Орликов мысли Тимофеича, конечно, не понял, но от дробного стука грифеля, сморщился, видно резонировало в пожижевших мозгах.

– Ч-ч-что ты, били-мыли, тычешь, больно же! – Орликов, начальник рентгено-импульсного ускорителя РИУС-5, с трудом (его ломало, ох как его ломало!) через силу полуулыбнулся, то есть улыбнулся как бы не до конца, чтобы можно было съехать с улыбки в любую сторону, – больно, били-мыли, больно! – подтвердил в ответ на удивлённый взгляд Тимофеича, – не т-тычь, били-мыли, не тычь! – и задышал, как после стометровки.

«И этот ещё!.. О, господи…»

– А как их ещё пошевелить? – только чтоб отстал и не вонял (и пахло от Орликова… ох, как пахло!..)

– Л-ластиком потри, – посоветовал трясущийся Орликов, – п-п-пе-ереверни карандашик-то.

– Может на них ещё и мёдом покапать? Время уже… хорошо автобуса ещё нет.

– Х-х-хо-орошо, били-мыли, секретаря парткома нет с «папой», – теперь предобтр Орликов заставил себя улыбнуться во весь рот, удобная позиция для перехода на необходимое сейчас Орликову панибратство, если бы не жуткий запах, которого, впрочем, сам Орликов не чувствовал, – налил бы грамм п-п-пя-пятьдесят, а то ведь сдохну. Знал, кто-кто, а непьющий Тимофеич всегда со спиртом, тем более на пути в колхоз.

Предобтра раньше всех других подвёз к Горке на мотоцикле Женька Паринов, прямо из гаража, где Михаил Васильевич три недели как жил-пил-погибал, но, похоже, запасы горючего кончились, а то, как же, вытащили бы его оттуда, хоть в колхоз, хоть в райком, хоть в баню, хоть в царствие небесное.
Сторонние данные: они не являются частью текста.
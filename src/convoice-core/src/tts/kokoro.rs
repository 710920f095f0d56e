//! Local synthesis using kokoro-tiny.
//!
//! Audio is generated on this machine and wrapped in WAV so it flows through
//! the same decoder as the remote providers.

use async_trait::async_trait;
use kokoro_tiny::TtsEngine;

use crate::audio::{MIME_WAV, encode_wav};
use crate::config::KokoroConfig;
use crate::error::ConvoiceError;
use crate::tts::{SpeechSynthesizer, SynthesizedAudio};

const SAMPLE_RATE: u32 = 24_000;
/// Kokoro has a strict limit on text length per call.
const MAX_CHUNK_CHARS: usize = 200;
const CHUNK_PAUSE_SAMPLES: usize = 7_200;
const TRAILING_PAD_SAMPLES: usize = 12_000;

pub struct KokoroSynthesizer {
    engine: TtsEngine,
    config: KokoroConfig,
    available_voices: Vec<String>,
}

impl KokoroSynthesizer {
    /// Initialize the TTS engine (downloads model on first run).
    pub async fn new(config: KokoroConfig) -> Result<Self, ConvoiceError> {
        let engine = TtsEngine::new().await.map_err(|e| ConvoiceError::Synthesis {
            provider: "kokoro",
            message: format!("Failed to initialize TTS: {}", e),
        })?;

        let available_voices = engine.voices();
        let synth = Self {
            engine,
            config,
            available_voices,
        };
        synth.validate_voice(&synth.config.voices.left)?;
        synth.validate_voice(&synth.config.voices.right)?;

        Ok(synth)
    }

    pub fn available_voices(&self) -> &[String] {
        &self.available_voices
    }

    fn validate_voice(&self, voice_id: &str) -> Result<(), ConvoiceError> {
        if self.available_voices.iter().any(|v| v == voice_id) {
            return Ok(());
        }

        Err(ConvoiceError::ConfigError(format!(
            "Unknown kokoro voice '{}'. Available voices:\n{}",
            voice_id,
            self.format_available_voices()
        )))
    }

    fn format_available_voices(&self) -> String {
        let mut english_voices: Vec<&String> = self
            .available_voices
            .iter()
            .filter(|v| ["af_", "am_", "bf_", "bm_"].iter().any(|p| v.starts_with(p)))
            .collect();
        english_voices.sort();

        english_voices
            .iter()
            .map(|v| format!("  - {}", v))
            .collect::<Vec<_>>()
            .join("\n")
    }
}

#[async_trait]
impl SpeechSynthesizer for KokoroSynthesizer {
    fn name(&self) -> &'static str {
        "kokoro"
    }

    async fn synthesize(
        &mut self,
        voice_id: &str,
        text: &str,
    ) -> Result<SynthesizedAudio, ConvoiceError> {
        self.validate_voice(voice_id)?;

        let chunks = split_into_chunks(text, MAX_CHUNK_CHARS);
        if chunks.is_empty() {
            return Err(ConvoiceError::Synthesis {
                provider: "kokoro",
                message: "Nothing to say".to_string(),
            });
        }

        let mut samples = Vec::new();
        for chunk in chunks {
            let chunk_samples = self
                .engine
                .synthesize(&chunk, Some(voice_id))
                .map_err(|e| ConvoiceError::Synthesis {
                    provider: "kokoro",
                    message: e.to_string(),
                })?;
            samples.extend(chunk_samples);
            // Pause between chunks prevents clipped word endings.
            samples.extend(vec![0.0; CHUNK_PAUSE_SAMPLES]);
        }
        samples.extend(vec![0.0; TRAILING_PAD_SAMPLES]);

        let samples = adjust_audio_speed(samples, self.config.speed);

        Ok(SynthesizedAudio {
            bytes: encode_wav(&samples, 1, SAMPLE_RATE)?,
            mime_type: MIME_WAV.to_string(),
        })
    }
}

/// Group sentences into chunks of at most `max_chars`.
///
/// A sentence longer than the limit is broken at commas; a single clause
/// longer than the limit becomes its own oversized chunk.
fn split_into_chunks(text: &str, max_chars: usize) -> Vec<String> {
    let pieces = text
        .split_inclusive(['.', '!', '?', ';'])
        .map(str::trim)
        .filter(|sentence| !sentence.is_empty())
        .flat_map(|sentence| {
            if sentence.len() > max_chars {
                sentence
                    .split_inclusive(',')
                    .map(str::trim)
                    .filter(|clause| !clause.is_empty())
                    .collect()
            } else {
                vec![sentence]
            }
        });

    let mut chunks = Vec::new();
    let mut current = String::new();
    for piece in pieces {
        if !current.is_empty() && current.len() + 1 + piece.len() > max_chars {
            chunks.push(std::mem::take(&mut current));
        }
        if !current.is_empty() {
            current.push(' ');
        }
        current.push_str(piece);
    }
    if !current.is_empty() {
        chunks.push(current);
    }

    chunks
}

/// Resample by linear interpolation; `rate > 1.0` speaks faster.
fn adjust_audio_speed(samples: Vec<f32>, rate: f32) -> Vec<f32> {
    if rate <= 0.0 || (rate - 1.0).abs() < 0.001 {
        return samples;
    }

    let len = (samples.len() as f32 / rate) as usize;
    (0..len)
        .filter_map(|i| {
            let position = i as f32 * rate;
            let index = position as usize;
            let frac = position - index as f32;
            match (samples.get(index), samples.get(index + 1)) {
                (Some(a), Some(b)) => Some(a * (1.0 - frac) + b * frac),
                (Some(a), None) => Some(*a),
                _ => None,
            }
        })
        .collect()
}

#[cfg(test)]
mod tests {
    use super::*;

    #[test]
    fn test_split_into_chunks_respects_limit() {
        let text = "Hello world. This is a test. Another sentence here.";
        let chunks = split_into_chunks(text, 30);
        assert!(chunks.len() >= 2);
        for chunk in &chunks {
            assert!(chunk.len() <= 30);
        }
    }

    #[test]
    fn test_split_into_chunks_breaks_long_sentence_at_commas() {
        let chunks = split_into_chunks("one, two, three, four.", 10);
        assert_eq!(chunks, vec!["one, two,", "three,", "four."]);
    }

    #[test]
    fn test_split_into_chunks_packs_short_sentences() {
        let chunks = split_into_chunks("Hi. Yes! Ok?", 200);
        assert_eq!(chunks, vec!["Hi. Yes! Ok?"]);
    }

    #[test]
    fn test_split_into_chunks_empty_text() {
        assert!(split_into_chunks("   ", 200).is_empty());
    }

    #[test]
    fn test_adjust_audio_speed_halves_length() {
        let samples = vec![0.5; 100];
        assert_eq!(adjust_audio_speed(samples.clone(), 2.0).len(), 50);
        assert_eq!(adjust_audio_speed(samples, 1.0).len(), 100);
    }

    #[test]
    fn test_adjust_audio_speed_interpolates_when_slowing() {
        let slowed = adjust_audio_speed(vec![0.0, 1.0, 0.0, 1.0], 0.5);
        assert_eq!(slowed.len(), 8);
        assert_eq!(&slowed[..3], &[0.0_f32, 0.5, 1.0][..]);
    }
}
Тимофеич поморщился – и от вони, и от дурацкого этого «били-мыли», индикатора орликовского состояния, и от очередного своего не менее дурацкого положения: налить нельзя – вокруг столько подчинённых, которыми ему теперь, видишь, рулить в колхозе, причём из-за этого алкаша, вместо него едет старшим, как тут сразу начинать с налива ему же? И не налить нельзя, мучается, сдохнуть, положим, и не сдохнет, видно же, что с утра похмелён, хотя… но не к молодым его отпускать просить, нальют, ещё нальют, и потешаться будут над пьяным начальником ускорителя. «Ластиком, больно… вот хитрованец!». Вздохнул, отложил в сторону гитару, достал из рюкзака кулёк.

– На, там всё есть, только уйди куда-нибудь… – «как знала про Орла, – подумал непьющий Тимофеич о жене, – фляжку в пакет с снедью сунула, не вынимать же, ещё подумает чего».

– Ти-тимофеич, Тимо-мофеич!.. – захлебнулся в благодарности предобтр и неровно затрусил к ближайшим кустам.

Они с Орликовым были из той славной когорты физиков 60-годов, которых можно было бы назвать первыми – первыми, кто начал работать на промышленных отечественных ядерных аппаратах, сначала в Семипалатинске, потом уже на стационарной базе в Лыткарино, вернее в Тураево, промзоне рядом с городом, где в середине букета секретных «ящиков» торчала труба-тычинка ядерного центра НИИПа. Не друзья, но друзья. Вернее – друзья, но не друзья. Орликов был с самого начала везунчиком, блестящий специалист, золотая, хвалился, медаль в школе, дипломант-стипендиат с харизмой победителя, всё ему давалось на ура – и семипалатинские полёты на легендарном атомном самолёте, ядерной жар-птице «Аисте», и первый ускоритель, РИУС, сразу доверили ему, а Тимофеич шёл ту же дорогу без блеска, именно шёл, а не летел. Орликов – летел, потому ещё с Семипалатинска за ним и осталась так подходившее ему во всех отношениях прозвище – Орёл, иногда Орлик, ибо – Орликов. Потом с Орлом что-то случилось… нет, опять не так… потом что-то случилось с Тимофеичем, и он в середине второго десятка ядерной карьеры не запил, как Орёл, как все, и, белая ворона, практически не пил до сих пор. И это при самой большой норме расхода ректификата на его «БАРСе» по сравнению с другими аппаратами и установками.

Тимофеич-наблюдатель

Вселенная существует лишь потому, что существует наблюдающий её.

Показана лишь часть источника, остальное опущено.